Within the mediastinum, regional nodes for the lungs belong to the lymph nodes of the tracheal, anterior and posterior groups.

The tracheal group is represented by lymph nodes located in the space formed by the division of the trachea into the main bronchi and respectively designated as bifurcation, right and left tracheobron chial .
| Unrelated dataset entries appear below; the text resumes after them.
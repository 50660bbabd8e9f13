//! Threadline Storefront - catalog, cart and checkout API.
//!
//! This binary serves the storefront JSON API on port 3000.
//!
//! # Architecture
//!
//! - Axum web framework, session-backed cart and checkout state
//! - `WooCommerce` REST API for products, categories and orders
//! - Stripe for hosted card payments
//! - Redis (or in-process) read-through cache in front of the catalog
//! - `PostgreSQL` for pending-order records awaiting reconciliation
//!
//! # Background Tasks
//!
//! A reconciler periodically retries order creation for payments that
//! succeeded while the commerce platform was unreachable.

#![cfg_attr(not(test), forbid(unsafe_code))]

use std::net::SocketAddr;
use std::sync::Arc;

use sentry::integrations::tracing as sentry_tracing;
use threadline_storefront::config::StorefrontConfig;
use threadline_storefront::state::AppState;
use threadline_storefront::{app, db, reconcile};
use tracing_subscriber::{layer::SubscriberExt, util::SubscriberInitExt};

/// Initialize Sentry error tracking and return guard that must be kept alive.
fn init_sentry(config: &StorefrontConfig) -> Option<sentry::ClientInitGuard> {
    let dsn = config.sentry_dsn.as_ref()?;

    let guard = sentry::init((
        dsn.as_str(),
        sentry::ClientOptions {
            release: sentry::release_name!(),
            environment: config
                .sentry_environment
                .clone()
                .map(std::borrow::Cow::Owned),
            attach_stacktrace: true,
            ..Default::default()
        },
    ));

    tracing::info!("Sentry initialized");
    Some(guard)
}

/// Filter tracing events to Sentry event types.
fn sentry_event_filter(metadata: &tracing::Metadata<'_>) -> sentry_tracing::EventFilter {
    match *metadata.level() {
        tracing::Level::ERROR | tracing::Level::WARN => sentry_tracing::EventFilter::Event,
        tracing::Level::INFO | tracing::Level::DEBUG => sentry_tracing::EventFilter::Breadcrumb,
        _ => sentry_tracing::EventFilter::Ignore,
    }
}

#[tokio::main]
async fn main() {
    // Load configuration from environment (needed for Sentry init)
    let config = StorefrontConfig::from_env().expect("Failed to load configuration");

    // Initialize Sentry (must be done before tracing subscriber)
    let _sentry_guard = init_sentry(&config);

    // Defaults to info level for our crate if RUST_LOG is not set
    let env_filter = tracing_subscriber::EnvFilter::try_from_default_env()
        .unwrap_or_else(|_| "threadline_storefront=info,tower_http=debug".into());

    tracing_subscriber::registry()
        .with(env_filter)
        .with(tracing_subscriber::fmt::layer())
        .with(sentry_tracing::layer().event_filter(sentry_event_filter))
        .init();

    // NOTE: Migrations are NOT run automatically on startup.
    // Run them explicitly via: cargo run -p threadline-cli -- migrate
    let pool = match &config.database_url {
        Some(url) => {
            let pool = db::create_pool(url)
                .await
                .expect("Failed to create database pool");
            tracing::info!("Database pool created");
            Some(pool)
        }
        None => None,
    };

    let state = AppState::from_config(config.clone(), pool).await;

    let reconciler = reconcile::spawn_reconciler(
        Arc::clone(state.orders()),
        Arc::clone(state.pending_orders()),
        config.reconcile_interval,
    );

    let router = app(state)
        // Sentry layers (outermost for full request coverage)
        .layer(sentry_tower::NewSentryLayer::new_from_top())
        .layer(sentry_tower::SentryHttpLayer::new().enable_transaction());

    let addr = config.socket_addr();
    tracing::info!("storefront listening on {}", addr);

    let listener = tokio::net::TcpListener::bind(addr)
        .await
        .expect("Failed to bind to address");

    // Peer addresses feed the rate limiter when no proxy header is present
    axum::serve(
        listener,
        router.into_make_service_with_connect_info::<SocketAddr>(),
    )
    .with_graceful_shutdown(shutdown_signal())
    .await
    .expect("Server error");

    reconciler.abort();
}

/// Wait for shutdown signal (Ctrl+C or SIGTERM).
async fn shutdown_signal() {
    let ctrl_c = async {
        tokio::signal::ctrl_c()
            .await
            .expect("Failed to install Ctrl+C handler");
    };

    #[cfg(unix)]
    let terminate = async {
        tokio::signal::unix::signal(tokio::signal::unix::SignalKind::terminate())
            .expect("Failed to install signal handler")
            .recv()
            .await;
    };

    #[cfg(not(unix))]
    let terminate = std::future::pending::<()>();

    tokio::select! {
        () = ctrl_c => {},
        () = terminate => {},
    }

    tracing::info!("Shutdown signal received, starting graceful shutdown");
}
//! Session middleware configuration.
//!
//! Sessions hold the visitor's cart, checkout state and toasts. They live in
//! process memory and are lost on restart.

use tower_sessions::{Expiry, MemoryStore, SessionManagerLayer};

use crate::config::StorefrontConfig;

/// Session cookie name.
pub const SESSION_COOKIE_NAME: &str = "tl_session";

/// Session expiry time in seconds (30 days).
const SESSION_EXPIRY_SECONDS: i64 = 30 * 24 * 60 * 60;

/// Create the session layer with an in-memory store.
#[must_use]
pub fn create_session_layer(config: &StorefrontConfig) -> SessionManagerLayer<MemoryStore> {
    let store = MemoryStore::default();

    // Determine if we're in production (HTTPS)
    let is_secure = config.base_url.starts_with("https://");

    SessionManagerLayer::new(store)
        .with_name(SESSION_COOKIE_NAME)
        .with_expiry(Expiry::OnInactivity(
            tower_sessions::cookie::time::Duration::seconds(SESSION_EXPIRY_SECONDS),
        ))
        .with_secure(is_secure)
        .with_same_site(tower_sessions::cookie::SameSite::Lax)
        .with_http_only(true)
        .with_path("/")
}
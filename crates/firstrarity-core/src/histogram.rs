//! Density histograms of length distributions, rendered to PNG

use std::path::Path;

use image::{Rgb, RgbImage};

use crate::config::Config;
use crate::error::Result;

const WIDTH: u32 = 640;
const HEIGHT: u32 = 480;
const MARGIN: u32 = 48;

const BACKGROUND: Rgb<u8> = Rgb([255, 255, 255]);
const BAR: Rgb<u8> = Rgb([135, 206, 250]);
const BAR_EDGE: Rgb<u8> = Rgb([96, 160, 205]);
const GRID: Rgb<u8> = Rgb([220, 220, 220]);
const AXIS: Rgb<u8> = Rgb([0, 0, 0]);

/// `histogram_of_<type>_length.png`, lower-cased
pub fn histogram_filename(type_text: &str) -> String {
    format!("histogram_of_{type_text}_length.png").to_lowercase()
}

/// Draws a histogram of `data` to `path`
pub trait HistogramRenderer {
    fn render(&self, data: &[usize], path: &Path) -> Result<()>;
}

/// Unit-width bins over integer edges `0..bins`, y-axis as probability density
#[derive(Debug, Clone, Copy)]
pub struct PngHistogram {
    pub bins: usize,
    pub x_max: f64,
    pub y_max: f64,
}

impl PngHistogram {
    pub fn new(config: &Config) -> Self {
        Self {
            bins: config.histogram_bins,
            x_max: config.histogram_x_max,
            y_max: config.histogram_y_max,
        }
    }

    /// Density of each unit bin. The last bin is closed on the right and
    /// values past the last edge are ignored.
    pub fn densities(&self, data: &[usize]) -> Vec<f64> {
        let num_bins = self.bins.saturating_sub(1);
        let mut counts = vec![0usize; num_bins];
        for &value in data {
            if num_bins == 0 || value > num_bins {
                continue;
            }
            counts[value.min(num_bins - 1)] += 1;
        }

        let in_range: usize = counts.iter().sum();
        if in_range == 0 {
            return vec![0.0; num_bins];
        }
        counts
            .into_iter()
            .map(|count| count as f64 / in_range as f64)
            .collect()
    }

    fn x_pixel(&self, x: f64) -> u32 {
        let span = f64::from(WIDTH - 2 * MARGIN);
        MARGIN + ((x / self.x_max).clamp(0.0, 1.0) * span) as u32
    }

    fn y_pixel(&self, y: f64) -> u32 {
        let span = f64::from(HEIGHT - 2 * MARGIN);
        HEIGHT - MARGIN - ((y / self.y_max).clamp(0.0, 1.0) * span) as u32
    }

    fn draw(&self, data: &[usize]) -> RgbImage {
        let mut img = RgbImage::from_pixel(WIDTH, HEIGHT, BACKGROUND);
        let (left, right) = (self.x_pixel(0.0), self.x_pixel(self.x_max));
        let (top, bottom) = (self.y_pixel(self.y_max), self.y_pixel(0.0));

        // grid: every other x tick, every 0.05 on y
        for tick in (0..self.bins).step_by(2) {
            vline(&mut img, self.x_pixel(tick as f64), top, bottom, GRID);
        }
        let mut y = 0.0;
        while y <= self.y_max {
            hline(&mut img, left, right, self.y_pixel(y), GRID);
            y += 0.05;
        }

        for (bin, density) in self.densities(data).into_iter().enumerate() {
            if density <= 0.0 {
                continue;
            }
            let x0 = self.x_pixel(bin as f64);
            let x1 = self.x_pixel(bin as f64 + 1.0);
            let y0 = self.y_pixel(density);
            for x in x0..x1 {
                vline(&mut img, x, y0, bottom, BAR);
            }
            vline(&mut img, x0, y0, bottom, BAR_EDGE);
            hline(&mut img, x0, x1, y0, BAR_EDGE);
        }

        hline(&mut img, left, right, bottom, AXIS);
        vline(&mut img, left, top, bottom, AXIS);
        img
    }
}

impl HistogramRenderer for PngHistogram {
    fn render(&self, data: &[usize], path: &Path) -> Result<()> {
        self.draw(data).save(path)?;
        Ok(())
    }
}

fn vline(img: &mut RgbImage, x: u32, y0: u32, y1: u32, color: Rgb<u8>) {
    if x >= img.width() {
        return;
    }
    for y in y0..=y1.min(img.height() - 1) {
        img.put_pixel(x, y, color);
    }
}

fn hline(img: &mut RgbImage, x0: u32, x1: u32, y: u32, color: Rgb<u8>) {
    if y >= img.height() {
        return;
    }
    for x in x0..=x1.min(img.width() - 1) {
        img.put_pixel(x, y, color);
    }
}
Bifurcation lymph nodes in an amount of 6 to 12 and up to 20 mm in size each resemble a quadrangular plate, more adjacent to the lower surface of the right main bronchus. In front of this group of lymph nodes lies adjacent to the pericardium above the left atrium, and behind the esophagus. The right tracheobronchial lymph nodes perform the area between the right lateral wall of the trachea immediately at the place where the right main bronchus leaves it. The number of lymph nodes forming this group is from 2 to 19, and their sizes reach 13 – mm. Without a clear boundary, the right tracheobronchial lymph nodes pass up along the right lateral wall of the trachea into the right paratracheal. An arbitrary boundary between these two groups of lymph nodes can be considered an unpaired vein at the place of its confluence with the superior vena cava. Here, one of the lower lymph nodes of the right paratracheal group, often quite large, is often isolated and called the “non- paired vein node ” . Both groups of lymph nodes — right tracheobronchial and right paratracheal in shape resemble a flask, which with its wide part is located in the region of the right tracheobronchial angle, and narrow — extends along the lateral wall of the trachea to the upper chest aperture. The right border of these nodes is the mediastinal pleura, the left is the right lateral wall of the trachea, the front is the posterior wall of the superior vena cava, and partly the ascending part of the aortic arch. Rear to the right paratracheal and tracheobronchial lymph nodes lies the right vagus nerve, the branches of which partially penetrate into the fiber between the nodes. The left tracheobronchial lymph nodes occupy the space formed by the angle of the trachea and the initial section of the left main bronchus under the lower surface of the aortic arch located here. In the front, this group of nodes is limited by the left pulmonary artery at the place of its formation and the arterial ligament (the infested Batalov duct), and from the back, it is adjacent to the esophagus. The number of lymph nodes that make up this group is small and variable — most often 3 — and their sizes do not exceed 20 mm. By their shape, the left tracheobronchial lymph nodes resemble a saddle, repeating from below the surface of the left main bronchus, and from above – the surface of the aortic arch.